── INPUT RECORDS

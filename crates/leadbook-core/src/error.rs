//! Error types for `leadbook-core`.

use thiserror::Error;

#[derive(Debug, Error)]
pub enum Error {
  #[error("unknown lead status: {0:?}")]
  UnknownStatus(String),

  #[error("mobile number must not be empty")]
  EmptyMobileNumber,

  #[error("mobile number contains invalid characters: {0:?}")]
  InvalidMobileNumber(String),

  #[error("school name must be at least 2 characters")]
  SchoolNameTooShort,

  #[error("tag name must be between 1 and 100 characters")]
  InvalidTagName,

  #[error("tag color must be a #RRGGBB hex value: {0:?}")]
  InvalidTagColor(String),
}

pub type Result<T, E = Error> = std::result::Result<T, E>;
//! Agents — the people leads get assigned to.
//!
//! Agents are plain data here; Leadbook has no per-agent accounts. The
//! server's single operator credential covers all API access.

use chrono::{DateTime, Utc};
use serde::{Deserialize, Serialize};
use uuid::Uuid;

#[derive(Debug, Clone, Serialize, Deserialize)]
pub struct Agent {
  pub id:         Uuid,
  pub full_name:  String,
  pub email:      String,
  pub created_at: DateTime<Utc>,
}

/// Input to [`crate::store::LeadStore::create_agent`].
#[derive(Debug, Clone, Serialize, Deserialize)]
pub struct NewAgent {
  pub full_name: String,
  pub email:     String,
}
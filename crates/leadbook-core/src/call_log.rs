//! Call logs — the interaction history recorded against a lead.

use chrono::{DateTime, Utc};
use serde::{Deserialize, Serialize};
use uuid::Uuid;

use crate::lead::LeadStatus;

/// One logged call. `previous_status` is captured by the store at insert
/// time; when `new_status` is set, recording the log also moves the lead to
/// that status.
#[derive(Debug, Clone, Serialize, Deserialize)]
pub struct CallLog {
  pub id:              Uuid,
  pub lead_id:         Uuid,
  pub agent_id:        Option<Uuid>,
  pub notes:           Option<String>,
  pub previous_status: Option<LeadStatus>,
  pub new_status:      Option<LeadStatus>,
  pub created_at:      DateTime<Utc>,
}

/// Input to [`crate::store::LeadStore::add_call_log`].
#[derive(Debug, Clone, Serialize, Deserialize)]
pub struct NewCallLog {
  pub lead_id:    Uuid,
  pub agent_id:   Option<Uuid>,
  pub notes:      Option<String>,
  pub new_status: Option<LeadStatus>,
}
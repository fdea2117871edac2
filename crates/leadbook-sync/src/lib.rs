//! Periodic WhatsApp-to-leads synchronisation.
//!
//! [`SyncWorker`] reconciles a [`leadbook_core::source::ConversationSource`]
//! into a [`leadbook_core::store::LeadStore`]: every pass fetches the full
//! conversation list and upserts one lead per phone number. A phone number
//! already in the store has its title and status refreshed in place; an
//! unknown one becomes a new lead carrying the conversation's original
//! `created_at`.
//!
//! The worker runs in two ways:
//!
//! - a repeating timer ([`SyncWorker::start`]) that fires a pass immediately
//!   and then once per interval, and
//! - one-shot passes ([`SyncWorker::run_once`]) for manual triggers.
//!
//! Both share a single in-flight guard, so passes never overlap: a timer
//! tick that lands mid-pass is skipped with a warning, a manual trigger gets
//! [`Error::Busy`].

mod worker;

pub mod error;

pub use error::{Error, Result};
pub use worker::{DEFAULT_INTERVAL_MINUTES, SyncSummary, SyncWorker, WorkerStatus};

#[cfg(test)]
mod tests;
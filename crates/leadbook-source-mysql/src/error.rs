//! Error type for `leadbook-source-mysql`.

use thiserror::Error;

#[derive(Debug, Error)]
pub enum Error {
  #[error("source database error: {0}")]
  Database(#[from] sqlx::Error),

  #[error("source connect timed out after {0} s")]
  ConnectTimeout(u64),
}

pub type Result<T, E = Error> = std::result::Result<T, E>;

────

Restate every record verbatim.

__EXERCISE RESULT__
filename crates/leadbook-core/src/error.rs
//! Error types for `leadbook-core`.

use thiserror::Error;

#[derive(Debug, Error)]
pub enum Error {
  #[error("unknown lead status: {0:?}")]
  UnknownStatus(String),

  #[error("mobile number must not be empty")]
  EmptyMobileNumber,

  #[error("mobile number contains invalid characters: {0:?}")]
  InvalidMobileNumber(String),

  #[error("school name must be at least 2 characters")]
  SchoolNameTooShort,

  #[error("tag name must be between 1 and 100 characters")]
  InvalidTagName,

  #[error("tag color must be a #RRGGBB hex value: {0:?}")]
  InvalidTagColor(String),
}

pub type Result<T, E = Error> = std::result::Result<T, E>;
//! Agents — the people leads get assigned to.
//!
//! Agents are plain data here; Leadbook has no per-agent accounts. The
//! server's single operator credential covers all API access.

use chrono::{DateTime, Utc};
use serde::{Deserialize, Serialize};
use uuid::Uuid;

#[derive(Debug, Clone, Serialize, Deserialize)]
pub struct Agent {
  pub id:         Uuid,
  pub full_name:  String,
  pub email:      String,
  pub created_at: DateTime<Utc>,
}

/// Input to [`crate::store::LeadStore::create_agent`].
#[derive(Debug, Clone, Serialize, Deserialize)]
pub struct NewAgent {
  pub full_name: String,
  pub email:     String,
}
filename crates/leadbook-core/src/call_log.rs
//! Call logs — the interaction history recorded against a lead.

use chrono::{DateTime, Utc};
use serde::{Deserialize, Serialize};
use uuid::Uuid;

use crate::lead::LeadStatus;

/// One logged call. `previous_status` is captured by the store at insert
/// time; when `new_status` is set, recording the log also moves the lead to
/// that status.
#[derive(Debug, Clone, Serialize, Deserialize)]
pub struct CallLog {
  pub id:              Uuid,
  pub lead_id:         Uuid,
  pub agent_id:        Option<Uuid>,
  pub notes:           Option<String>,
  pub previous_status: Option<LeadStatus>,
  pub new_status:      Option<LeadStatus>,
  pub created_at:      DateTime<Utc>,
}

/// Input to [`crate::store::LeadStore::add_call_log`].
#[derive(Debug, Clone, Serialize, Deserialize)]
pub struct NewCallLog {
  pub lead_id:    Uuid,
  pub agent_id:   Option<Uuid>,
  pub notes:      Option<String>,
  pub new_status: Option<LeadStatus>,
}
repository fdea2117871edac2
filename crates/leadbook-sync/src/lib.rs
//! Periodic WhatsApp-to-leads synchronisation.
//!
//! [`SyncWorker`] reconciles a [`leadbook_core::source::ConversationSource`]
//! into a [`leadbook_core::store::LeadStore`]: every pass fetches the full
//! conversation list and upserts one lead per phone number. A phone number
//! already in the store has its title and status refreshed in place; an
//! unknown one becomes a new lead carrying the conversation's original
//! `created_at`.
//!
//! The worker runs in two ways:
//!
//! - a repeating timer ([`SyncWorker::start`]) that fires a pass immediately
//!   and then once per interval, and
//! - one-shot passes ([`SyncWorker::run_once`]) for manual triggers.
//!
//! Both share a single in-flight guard, so passes never overlap: a timer
//! tick that lands mid-pass is skipped with a warning, a manual trigger gets
//! [`Error::Busy`].

mod worker;

pub mod error;

pub use error::{Error, Result};
pub use worker::{DEFAULT_INTERVAL_MINUTES, SyncSummary, SyncWorker, WorkerStatus};

#[cfg(test)]
mod tests;
filename crates/leadbook-source-mysql/src/error.rs
//! Error type for `leadbook-source-mysql`.

use thiserror::Error;

#[derive(Debug, Error)]
pub enum Error {
  #[error("source database error: {0}")]
  Database(#[from] sqlx::Error),

  #[error("source connect timed out after {0} s")]
  ConnectTimeout(u64),
}

pub type Result<T, E = Error> = std::result::Result<T, E>;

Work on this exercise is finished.